Claiming Kin Symposium 2013

March 15-17, 2013
Schedule

Download the schedule (pdf)

FRIDAY, March 15
JESSE AUDITORIUM, Jesse Hall

7:00-8:15 pm - KEYNOTE ADDRESS

It’s me or the in-laws!:
The Rocky Relationship between Couples and Kin

Stephanie Coontz (Evergreen State College)

Author of award winning Marriage, a History: How Love Conquered Marriage, traces changes in marriage from an institution that supported loyalty to parents to one that competes with it.

SATURDAY, March 16
JESSE AUDITORIUM, Jesse Hall

8:30-9:00 am - Registration, Coffee, Book exhibit browsing


9:00-10:00 am - Jesse Auditorium

Kinship Mitigates Violent Conflict

Martin Daly (University of Missouri) discusses how theories of social evolution are relevant to modern human behavior, particularly violence within families.


10:00-10:30 am - Coffee Break


10:30-11:30 am - Jesse Auditorium

(Re)Conceptualizing Identity and Kinship: Insights from genetic ancestry testing

Charmaine Royal (Duke University) discusses how genetic ancestry testing can affirm or disrupt longstanding notions of ancestry, ethnicity, race, and kinship.

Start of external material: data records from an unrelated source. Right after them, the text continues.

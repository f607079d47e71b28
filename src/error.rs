use std::path::PathBuf;
use thiserror::Error;

#[derive(Error, Debug)]
pub enum SocietyError {
    #[error("Data directory not found at {0}. Run 'society init' to create it.")]
    DataDirNotFound(PathBuf),

    #[error("Data directory already exists at {0}")]
    AlreadyInitialized(PathBuf),

    #[error("Config file not found: {0}")]
    ConfigFileNotFound(PathBuf),

    #[error("Failed to parse config file {path}: {source}")]
    ConfigParse {
        path: PathBuf,
        #[source]
        source: toml::de::Error,
    },

    #[error("Failed to read data file {path}: {source}")]
    DataParse {
        path: PathBuf,
        #[source]
        source: serde_json::Error,
    },

    #[error("Failed to write data: {0}")]
    DataWrite(String),

    #[error("IO error: {0}")]
    Io(#[from] std::io::Error),

    // Validation: rejected before anything touches the store
    #[error("{0}")]
    MissingFields(&'static str),

    #[error("Passwords do not match")]
    PasswordMismatch,

    #[error("Password must be at least {0} characters")]
    PasswordTooShort(usize),

    #[error("Invalid amount '{0}': must be a number of at least zero")]
    InvalidAmount(String),

    #[error("Payment amount must be greater than zero")]
    InvalidPaymentAmount,

    #[error("Invalid date '{0}'. Expected YYYY-MM-DD.")]
    InvalidDate(String),

    #[error("Invalid bill month '{0}'. Expected YYYY-MM.")]
    InvalidMonth(String),

    #[error("Invalid {kind} '{value}'. Expected one of: {expected}")]
    InvalidChoice {
        kind: &'static str,
        value: String,
        expected: String,
    },

    // Lookups
    #[error("Society '{0}' not found")]
    SocietyNotFound(String),

    #[error("A society named '{0}' already exists")]
    DuplicateSociety(String),

    #[error("No society selected. Run 'society select <id>' first.")]
    NoSocietySelected,

    #[error("Not logged in. Run 'society login' first.")]
    NotLoggedIn,

    #[error("User '{0}' not found")]
    UserNotFound(String),

    #[error("Flat '{0}' not found in this society")]
    FlatNotFound(String),

    #[error("Bill {0} not found")]
    BillNotFound(u64),

    #[error("No bills have been created for this society yet")]
    NoBills,

    #[error("Unable to find bill {bill} for flat {flat}")]
    FlatBillNotFound { flat: String, bill: u64 },

    #[error("Vehicle not found")]
    VehicleNotFound,

    #[error("Vehicle {0} is already registered in this society")]
    DuplicateVehicle(String),

    #[error("Notice {0} not found")]
    NoticeNotFound(u64),

    #[error("Complaint {0} not found")]
    ComplaintNotFound(u64),

    // Backend rejections
    #[error("Invalid login credentials")]
    InvalidCredentials,

    #[error("An account with email '{0}' already exists")]
    DuplicateEmail(String),

    #[error("User does not belong to this society")]
    NotAMember,

    #[error("Permission denied: {0}")]
    PermissionDenied(&'static str),

    #[error("Complaint {id} is {from}; it cannot move to {to}")]
    IllegalTransition {
        id: u64,
        from: String,
        to: String,
    },

    #[error("No flats registered in this society; nothing to bill")]
    NoFlats,
}

pub type Result<T> = std::result::Result<T, SocietyError>;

11:30 am-12:30 pm - Jesse Auditorium

My mother’s kin are not my father’s kin: Genomic imprinting in human development

David Haig (Harvard University) examines the internal genetic conflict that arises from receiving two different sets of genes and the expression of this conflict in fetal and childhood development.


12:30-2:15 pm Open Lunch


2:15-3:15 pm - Jesse Auditorium

Unlikely Dish Fellows: The Biotech Mode of Reproduction and the Question of Too Much Heterosex

Charis Thompson (University of California, Berkeley) considers and discusses new reproductive technologies that introduce a third genetic parent, along with the implications of this genetic mixing on citizenship, forensics, and therapeutics.

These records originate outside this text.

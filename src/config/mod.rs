mod session;
mod settings;

pub use session::{clear_session, clear_user, load_session, save_society, save_user, Session};
pub use settings::{AuthSettings, BillingSettings, Config, GeneralSettings, ListSettings};

use crate::error::{Result, SocietyError};
use directories::ProjectDirs;
use std::fs;
use std::path::{Path, PathBuf};

/// Get the data directory path (XDG config dir, or ~/.society/)
pub fn data_dir() -> Result<PathBuf> {
    if let Some(proj_dirs) = ProjectDirs::from("", "", "society") {
        return Ok(proj_dirs.config_dir().to_path_buf());
    }

    // Fallback to ~/.society/
    let home = dirs_home().ok_or_else(|| {
        SocietyError::Io(std::io::Error::new(
            std::io::ErrorKind::NotFound,
            "Could not determine home directory",
        ))
    })?;

    Ok(home.join(".society"))
}

fn dirs_home() -> Option<PathBuf> {
    std::env::var_os("HOME").map(PathBuf::from)
}

/// Fail unless `init` has created the data directory.
pub fn ensure_initialized(data_dir: &Path) -> Result<()> {
    if !data_dir.exists() {
        return Err(SocietyError::DataDirNotFound(data_dir.to_path_buf()));
    }
    Ok(())
}

/// Load config.toml
pub fn load_config(data_dir: &Path) -> Result<Config> {
    let path = data_dir.join("config.toml");
    if !path.exists() {
        return Err(SocietyError::ConfigFileNotFound(path));
    }
    let content = fs::read_to_string(&path)?;
    toml::from_str(&content).map_err(|e| SocietyError::ConfigParse { path, source: e })
}

/// Template content for config.toml
pub const CONFIG_TEMPLATE: &str = r#"[general]
currency_symbol = "₹"

[auth]
min_password_length = 6

[billing]
title_format = "{month_name} {year} Maintenance"  # e.g., January 2026 Maintenance
due_day = 10  # default due date: this day of the bill month

[lists]
payment_history_limit = 50   # society-wide payment history
resident_history_limit = 10  # a resident's own payments
"#;

#[cfg(test)]
mod tests {
    use super::*;

    #[test]
    fn test_template_parses_to_defaults() {
        let config: Config = toml::from_str(CONFIG_TEMPLATE).unwrap();
        assert_eq!(config.general.currency_symbol, "₹");
        assert_eq!(config.auth.min_password_length, 6);
        assert_eq!(config.billing.due_day, 10);
        assert_eq!(config.lists.payment_history_limit, 50);
    }

    #[test]
    fn test_missing_sections_fall_back_to_defaults() {
        let config: Config = toml::from_str("[general]\ncurrency_symbol = \"Rs \"\n").unwrap();
        assert_eq!(config.general.currency_symbol, "Rs ");
        assert_eq!(config.lists.resident_history_limit, 10);
    }
}
//! Row store standing in for the hosted backend.
//!
//! Every table lives in one [`Database`] value persisted as `data.json`.
//! Writes go through [`Store::transaction`]: the closure works on a staged
//! copy, and only a closure that returns `Ok` gets written (temp file, then
//! rename) and becomes the current state. A failed multi-row operation
//! therefore leaves both the file and the in-memory copy untouched.

mod auth;
pub mod records;

pub use auth::{authenticate, create_identity, hash_password, normalize_email};
pub use records::{
    Bill, BillStatus, Complaint, ComplaintStatus, Flat, FlatBill, Identity, Notice, NoticeType,
    PaymentMethod, PaymentTransaction, Role, Society, User, Vehicle, VehicleType,
};

use serde::{Deserialize, Serialize};
use std::fs;
use std::path::{Path, PathBuf};
use tracing::debug;

use crate::error::{Result, SocietyError};

pub const DATA_FILE: &str = "data.json";

/// Next id to hand out per table.
#[derive(Debug, Clone, Serialize, Deserialize)]
pub struct Sequence {
    pub society: u64,
    pub identity: u64,
    pub flat: u64,
    pub vehicle: u64,
    pub notice: u64,
    pub complaint: u64,
    pub bill: u64,
    pub flat_bill: u64,
    pub payment: u64,
}

impl Default for Sequence {
    fn default() -> Self {
        Self {
            society: 1,
            identity: 1,
            flat: 1,
            vehicle: 1,
            notice: 1,
            complaint: 1,
            bill: 1,
            flat_bill: 1,
            payment: 1,
        }
    }
}

fn take(counter: &mut u64) -> u64 {
    let id = *counter;
    *counter += 1;
    id
}

#[derive(Debug, Clone, Default, Serialize, Deserialize)]
pub struct Database {
    #[serde(default)]
    pub sequence: Sequence,
    #[serde(default)]
    pub societies: Vec<Society>,
    #[serde(default)]
    pub identities: Vec<Identity>,
    #[serde(default)]
    pub users: Vec<User>,
    #[serde(default)]
    pub flats: Vec<Flat>,
    #[serde(default)]
    pub vehicles: Vec<Vehicle>,
    #[serde(default)]
    pub notices: Vec<Notice>,
    #[serde(default)]
    pub complaints: Vec<Complaint>,
    #[serde(default)]
    pub bills: Vec<Bill>,
    #[serde(default)]
    pub flat_bills: Vec<FlatBill>,
    #[serde(default)]
    pub payments: Vec<PaymentTransaction>,
}

impl Database {
    pub fn next_society_id(&mut self) -> u64 {
        take(&mut self.sequence.society)
    }

    pub fn next_identity_id(&mut self) -> u64 {
        take(&mut self.sequence.identity)
    }

    pub fn next_flat_id(&mut self) -> u64 {
        take(&mut self.sequence.flat)
    }

    pub fn next_vehicle_id(&mut self) -> u64 {
        take(&mut self.sequence.vehicle)
    }

    pub fn next_notice_id(&mut self) -> u64 {
        take(&mut self.sequence.notice)
    }

    pub fn next_complaint_id(&mut self) -> u64 {
        take(&mut self.sequence.complaint)
    }

    pub fn next_bill_id(&mut self) -> u64 {
        take(&mut self.sequence.bill)
    }

    pub fn next_flat_bill_id(&mut self) -> u64 {
        take(&mut self.sequence.flat_bill)
    }

    pub fn next_payment_id(&mut self) -> u64 {
        take(&mut self.sequence.payment)
    }

    pub fn society(&self, id: u64) -> Result<&Society> {
        self.societies
            .iter()
            .find(|s| s.id == id)
            .ok_or_else(|| SocietyError::SocietyNotFound(id.to_string()))
    }

    pub fn user(&self, id: u64) -> Result<&User> {
        self.users
            .iter()
            .find(|u| u.id == id)
            .ok_or_else(|| SocietyError::UserNotFound(id.to_string()))
    }

    pub fn user_mut(&mut self, id: u64) -> Result<&mut User> {
        self.users
            .iter_mut()
            .find(|u| u.id == id)
            .ok_or_else(|| SocietyError::UserNotFound(id.to_string()))
    }

    pub fn flat(&self, id: u64) -> Result<&Flat> {
        self.flats
            .iter()
            .find(|f| f.id == id)
            .ok_or_else(|| SocietyError::FlatNotFound(id.to_string()))
    }

    pub fn flat_by_number(&self, society_id: u64, flat_number: &str) -> Option<&Flat> {
        self.flats
            .iter()
            .find(|f| f.society_id == society_id && f.flat_number == flat_number)
    }

    /// Flats of a society ordered by flat number.
    pub fn flats_of(&self, society_id: u64) -> Vec<&Flat> {
        let mut flats: Vec<&Flat> = self
            .flats
            .iter()
            .filter(|f| f.society_id == society_id)
            .collect();
        flats.sort_by(|a, b| a.flat_number.cmp(&b.flat_number));
        flats
    }

    /// Residents linked to a flat.
    pub fn residents_of(&self, flat_id: u64) -> Vec<&User> {
        self.users.iter().filter(|u| u.flat_id == flat_id).collect()
    }

    pub fn bill(&self, society_id: u64, id: u64) -> Result<&Bill> {
        self.bills
            .iter()
            .find(|b| b.id == id && b.society_id == society_id)
            .ok_or(SocietyError::BillNotFound(id))
    }

    pub fn flat_bill(&self, id: u64) -> Option<&FlatBill> {
        self.flat_bills.iter().find(|fb| fb.id == id)
    }

    pub fn flat_bill_for(&self, flat_id: u64, bill_id: u64) -> Option<&FlatBill> {
        self.flat_bills
            .iter()
            .find(|fb| fb.flat_id == flat_id && fb.bill_id == bill_id)
    }
}

pub fn load_database(path: &Path) -> Result<Database> {
    if !path.exists() {
        return Ok(Database::default());
    }
    let content = fs::read_to_string(path)?;
    serde_json::from_str(&content).map_err(|e| SocietyError::DataParse {
        path: path.to_path_buf(),
        source: e,
    })
}

/// Write through a sibling temp file so readers never see a half-written file.
pub fn save_database(path: &Path, db: &Database) -> Result<()> {
    let content =
        serde_json::to_string_pretty(db).map_err(|e| SocietyError::DataWrite(e.to_string()))?;
    let staging = path.with_extension("json.tmp");
    fs::write(&staging, content)?;
    fs::rename(&staging, path)?;
    Ok(())
}

pub struct Store {
    path: Option<PathBuf>,
    db: Database,
}

impl Store {
    /// Open the store kept in `data_dir`; a missing data file is an empty store.
    pub fn open(data_dir: &Path) -> Result<Self> {
        let path = data_dir.join(DATA_FILE);
        let db = load_database(&path)?;
        debug!(path = %path.display(), "opened store");
        Ok(Self {
            path: Some(path),
            db,
        })
    }

    /// A store that never touches the filesystem.
    pub fn in_memory() -> Self {
        Self {
            path: None,
            db: Database::default(),
        }
    }

    pub fn db(&self) -> &Database {
        &self.db
    }

    /// Run `work` as one unit: all of its writes are committed, or none are.
    pub fn transaction<T, F>(&mut self, work: F) -> Result<T>
    where
        F: FnOnce(&mut Database) -> Result<T>,
    {
        let mut staged = self.db.clone();
        let out = work(&mut staged)?;
        if let Some(path) = &self.path {
            save_database(path, &staged)?;
        }
        self.db = staged;
        Ok(out)
    }
}

#[cfg(test)]
mod tests {
    use super::*;
    use chrono::Utc;

    fn add_society(db: &mut Database, name: &str) -> u64 {
        let id = db.next_society_id();
        db.societies.push(Society {
            id,
            name: name.to_string(),
            address: String::new(),
            city: String::new(),
            created_at: Utc::now(),
        });
        id
    }

    #[test]
    fn test_failed_transaction_leaves_state_untouched() {
        let mut store = Store::in_memory();
        store
            .transaction(|db| {
                add_society(db, "Green Meadows");
                Ok(())
            })
            .unwrap();

        let result: Result<()> = store.transaction(|db| {
            add_society(db, "Blue Ridge");
            Err(SocietyError::NoFlats)
        });

        assert!(result.is_err());
        assert_eq!(store.db().societies.len(), 1);
        assert_eq!(store.db().sequence.society, 2);
    }

    #[test]
    fn test_committed_transaction_is_persisted() {
        let dir = tempfile::TempDir::new().unwrap();
        let mut store = Store::open(dir.path()).unwrap();
        store
            .transaction(|db| {
                add_society(db, "Green Meadows");
                Ok(())
            })
            .unwrap();

        let reopened = Store::open(dir.path()).unwrap();
        assert_eq!(reopened.db().societies.len(), 1);
        assert_eq!(reopened.db().societies[0].name, "Green Meadows");
        assert!(!dir.path().join("data.json.tmp").exists());
    }

    #[test]
    fn test_rolled_back_transaction_does_not_write_file() {
        let dir = tempfile::TempDir::new().unwrap();
        let mut store = Store::open(dir.path()).unwrap();
        let _ = store.transaction(|db| {
            add_society(db, "Green Meadows");
            Err::<(), _>(SocietyError::NoFlats)
        });
        assert!(!dir.path().join(DATA_FILE).exists());
    }
}
use serde::{Deserialize, Serialize};

#[derive(Debug, Deserialize, Serialize, Default)]
pub struct Config {
    #[serde(default)]
    pub general: GeneralSettings,
    #[serde(default)]
    pub auth: AuthSettings,
    #[serde(default)]
    pub billing: BillingSettings,
    #[serde(default)]
    pub lists: ListSettings,
}

#[derive(Debug, Deserialize, Serialize)]
pub struct GeneralSettings {
    pub currency_symbol: String,
}

impl Default for GeneralSettings {
    fn default() -> Self {
        Self {
            currency_symbol: "₹".to_string(),
        }
    }
}

#[derive(Debug, Deserialize, Serialize)]
pub struct AuthSettings {
    pub min_password_length: usize,
}

impl Default for AuthSettings {
    fn default() -> Self {
        Self {
            min_password_length: 6,
        }
    }
}

#[derive(Debug, Deserialize, Serialize)]
pub struct BillingSettings {
    /// Supports `{month_name}`, `{month}` and `{year}`.
    pub title_format: String,
    /// Day of the bill month used as the due date when none is given.
    pub due_day: u32,
}

impl Default for BillingSettings {
    fn default() -> Self {
        Self {
            title_format: "{month_name} {year} Maintenance".to_string(),
            due_day: 10,
        }
    }
}

#[derive(Debug, Deserialize, Serialize)]
pub struct ListSettings {
    pub payment_history_limit: usize,
    pub resident_history_limit: usize,
}

impl Default for ListSettings {
    fn default() -> Self {
        Self {
            payment_history_limit: 50,
            resident_history_limit: 10,
        }
    }
}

3:15-4:15 pm - Jesse Auditorium

Zoobiquity: What Animal Psychopathology Can Teach Us About Mental Health

Barbara Natterson (University of California, Los Angeles) compares the psychopathology in animals to humans in order to gain novel insight into the nature and evolutionary origins of mental health and illness in humans.


4:30-5:15 pm Roundtable discussion with MARTIN DALY, CHARMAINE ROYAL, DAVID HAIG, CHARIS THOMPSON, BARBARA NATTERSON, ROBERT WALKER, THERESA KELLEY, and BERNARD CHAPAIS

SUNDAY, March 17

MONSANTO AUDITORIUM, Bond Life Sciences Center

8:30-9:00 am- Coffee and bagels


9:00-10:00 am- Monsanto Auditorium

Multiple Fathers in Lowland South America

Robert Walker (University of Missouri) investigates the possible benefits of partible paternity, a belief in Lowland South America that more than one male can contribute to the formation of a fetus and should participate in fathering.

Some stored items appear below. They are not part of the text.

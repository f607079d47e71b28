use chrono::{Datelike, NaiveDate, Utc};
use tracing::{debug, info};

use super::payments::derive_status;
use crate::access::Actor;
use crate::config::BillingSettings;
use crate::error::{Result, SocietyError};
use crate::store::{Bill, BillStatus, Database, FlatBill, Store};

const MONTH_NAMES: [&str; 12] = [
    "January",
    "February",
    "March",
    "April",
    "May",
    "June",
    "July",
    "August",
    "September",
    "October",
    "November",
    "December",
];

#[derive(Debug, Clone)]
pub struct BillForm {
    /// `YYYY-MM`
    pub bill_month: String,
    pub default_amount: f64,
    pub due_date: NaiveDate,
    pub title: String,
    pub description: String,
}

/// Parse `YYYY-MM` into (year, month).
pub fn parse_bill_month(input: &str) -> Result<(i32, u32)> {
    let invalid = || SocietyError::InvalidMonth(input.to_string());
    let (year, month) = input.trim().split_once('-').ok_or_else(invalid)?;
    if year.len() != 4 || month.len() != 2 {
        return Err(invalid());
    }
    let year: i32 = year.parse().map_err(|_| invalid())?;
    let month: u32 = month.parse().map_err(|_| invalid())?;
    if !(1..=12).contains(&month) {
        return Err(invalid());
    }
    Ok((year, month))
}

/// Format bill title from template
fn format_bill_title(format: &str, year: i32, month: u32) -> String {
    let month_name = MONTH_NAMES[(month as usize).saturating_sub(1) % 12];
    format
        .replace("{month_name}", month_name)
        .replace("{month}", &format!("{:02}", month))
        .replace("{year}", &year.to_string())
}

/// Title for a bill month using the configured format.
pub fn default_title(settings: &BillingSettings, bill_month: &str) -> Result<String> {
    let (year, month) = parse_bill_month(bill_month)?;
    Ok(format_bill_title(&settings.title_format, year, month))
}

/// Configured due day of the bill month, pulled back to the month's last day.
pub fn default_due_date(settings: &BillingSettings, bill_month: &str) -> Result<NaiveDate> {
    let (year, month) = parse_bill_month(bill_month)?;
    let mut day = settings.due_day.clamp(1, 31);
    loop {
        if let Some(date) = NaiveDate::from_ymd_opt(year, month, day) {
            return Ok(date);
        }
        day -= 1;
    }
}

/// `YYYY-MM` for the given date.
pub fn month_of(date: NaiveDate) -> String {
    format!("{:04}-{:02}", date.year(), date.month())
}

/// Outcome of folding a flat's outstanding balance into a new charge.
#[derive(Debug, Clone, Copy, PartialEq)]
pub struct CarryForward {
    /// Signed sum of prior balances: positive is owed, negative is credit.
    pub prior_balance: f64,
    pub adjusted_amount: f64,
    pub status: BillStatus,
}

/// `adjusted = max(0, default + Σ prior)`. Credit beyond the new charge is
/// not carried as a negative balance; it is dropped at zero.
pub fn carry_forward(default_amount: f64, prior_balances: &[f64]) -> CarryForward {
    let prior_balance: f64 = prior_balances.iter().sum();
    let adjusted_amount = (default_amount + prior_balance).max(0.0);
    let status = if adjusted_amount == 0.0 {
        BillStatus::Paid
    } else {
        BillStatus::Pending
    };
    CarryForward {
        prior_balance,
        adjusted_amount,
        status,
    }
}

#[derive(Debug, Clone)]
pub struct BillRun {
    pub bill: Bill,
    pub flat_bills: Vec<FlatBill>,
}

fn validate(form: &BillForm) -> Result<(i32, u32)> {
    if form.bill_month.trim().is_empty() || form.title.trim().is_empty() {
        return Err(SocietyError::MissingFields("All required fields must be filled"));
    }
    if !form.default_amount.is_finite() || form.default_amount < 0.0 {
        return Err(SocietyError::InvalidAmount(form.default_amount.to_string()));
    }
    parse_bill_month(&form.bill_month)
}

/// Bill every flat of the actor's society, carrying each flat's outstanding
/// balance into its new flat bill. The whole run commits or nothing does.
pub fn create_bill(store: &mut Store, actor: Actor, form: &BillForm) -> Result<BillRun> {
    let (bill_year, _) = validate(form)?;

    let run = store.transaction(|db| {
        let creator = actor
            .committee(db, "only the chairman or secretary can create bills")?
            .id;
        let society_id = actor.society_id;

        let flats: Vec<(u64, String)> = db
            .flats_of(society_id)
            .into_iter()
            .map(|f| (f.id, f.flat_number.clone()))
            .collect();
        if flats.is_empty() {
            return Err(SocietyError::NoFlats);
        }

        let now = Utc::now();
        let bill = Bill {
            id: db.next_bill_id(),
            society_id,
            bill_month: form.bill_month.trim().to_string(),
            bill_year,
            default_amount: form.default_amount,
            due_date: form.due_date,
            title: form.title.trim().to_string(),
            description: form.description.trim().to_string(),
            created_by: creator,
            created_at: now,
        };
        db.bills.push(bill.clone());

        let mut flat_bills = Vec::with_capacity(flats.len());
        for (flat_id, flat_number) in flats {
            let mut priors = Vec::new();
            for prior in db.flat_bills.iter_mut().filter(|fb| fb.flat_id == flat_id) {
                priors.push(prior.balance_due);
                prior.balance_due = 0.0;
                prior.status = derive_status(prior.balance_due, prior.total_paid);
            }
            let outcome = carry_forward(form.default_amount, &priors);
            debug!(
                flat = %flat_number,
                prior = outcome.prior_balance,
                adjusted = outcome.adjusted_amount,
                "carried forward"
            );

            let flat_bill = FlatBill {
                id: db.next_flat_bill_id(),
                bill_id: bill.id,
                flat_id,
                flat_number,
                society_id,
                bill_amount: form.default_amount,
                adjusted_amount: outcome.adjusted_amount,
                balance_due: outcome.adjusted_amount,
                total_paid: 0.0,
                status: outcome.status,
                created_at: now,
            };
            db.flat_bills.push(flat_bill.clone());
            flat_bills.push(flat_bill);
        }

        Ok(BillRun { bill, flat_bills })
    })?;

    info!(
        bill_id = run.bill.id,
        flats = run.flat_bills.len(),
        amount = run.bill.default_amount,
        "bill created"
    );
    Ok(run)
}

/// Bills of a society, newest first.
pub fn list_bills(db: &Database, society_id: u64) -> Vec<&Bill> {
    let mut bills: Vec<&Bill> = db
        .bills
        .iter()
        .filter(|b| b.society_id == society_id)
        .collect();
    bills.sort_by(|a, b| (b.created_at, b.id).cmp(&(a.created_at, a.id)));
    bills
}

/// The most recently created bill of a society.
pub fn latest_bill(db: &Database, society_id: u64) -> Option<&Bill> {
    list_bills(db, society_id).into_iter().next()
}

/// A specific bill, or the latest one when no id is given.
pub fn resolve_bill(db: &Database, society_id: u64, bill_id: Option<u64>) -> Result<&Bill> {
    match bill_id {
        Some(id) => db.bill(society_id, id),
        None => latest_bill(db, society_id).ok_or(SocietyError::NoBills),
    }
}
//! Shared setup for unit tests: one society with a chairman in A-102 and a
//! resident in A-101.

use crate::access::Actor;
use crate::residents::{add_society, set_role, sign_up, SignUpForm};
use crate::store::{Role, Store};

pub(crate) fn sign_up_form(email: &str, flat_number: &str) -> SignUpForm {
    SignUpForm {
        name: format!("Member {flat_number}"),
        email: email.to_string(),
        phone: "9800000000".to_string(),
        flat_number: flat_number.to_string(),
        password: "secret1".to_string(),
        confirm_password: "secret1".to_string(),
    }
}

pub(crate) struct Fixture {
    pub store: Store,
    pub society_id: u64,
    pub chairman: Actor,
    pub resident: Actor,
}

impl Fixture {
    pub fn new() -> Self {
        let mut store = Store::in_memory();
        let society = add_society(&mut store, "Green Meadows", "1 Park Road", "Pune").unwrap();

        let resident = sign_up(
            &mut store,
            society.id,
            &sign_up_form("resident@example.com", "A-101"),
            6,
        )
        .unwrap();
        sign_up(
            &mut store,
            society.id,
            &sign_up_form("chair@example.com", "A-102"),
            6,
        )
        .unwrap();
        let chairman = set_role(&mut store, society.id, "chair@example.com", Role::Chairman).unwrap();

        Self {
            store,
            society_id: society.id,
            chairman: Actor::of(&chairman),
            resident: Actor::of(&resident),
        }
    }

    /// A society with no flats at all, plus a chairman who lives elsewhere.
    pub fn without_flats() -> (Store, Actor) {
        let mut fx = Self::new();
        let empty = add_society(&mut fx.store, "Empty Court", "", "").unwrap();
        let chairman = fx
            .store
            .transaction(|db| {
                let user = db.user_mut(fx.chairman.user_id)?;
                user.society_id = empty.id;
                Ok(user.clone())
            })
            .unwrap();
        (fx.store, Actor::of(&chairman))
    }

    pub fn flat_id(&self, flat_number: &str) -> u64 {
        self.store
            .db()
            .flat_by_number(self.society_id, flat_number)
            .map(|f| f.id)
            .unwrap()
    }

    pub fn resident_flat_id(&self) -> u64 {
        self.flat_id("A-101")
    }

    /// Sign up another resident and return them as an actor.
    pub fn add_resident(&mut self, email: &str, flat_number: &str) -> Actor {
        let user = sign_up(
            &mut self.store,
            self.society_id,
            &sign_up_form(email, flat_number),
            6,
        )
        .unwrap();
        Actor::of(&user)
    }
}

10:00-11:00 am- Monsanto Auditorium

Figuring Kinship: Erasmus Darwin’s Botanical Monsters

Theresa Kelley (University of Wisconsin) focuses on the images of Erasmus Darwin (grandfather of Charles) to show how he used his research on plant traits to create kinship between humans and plants.


11:00-11:30 am- Refreshments


11:30 am- 12:30 pm- Monsanto Auditorium

How Kinship Created Human Society

Bernard Chapais (University of Montreal) describes the importance of kinship in primates and its evolutionary continuation as the foundation of human society.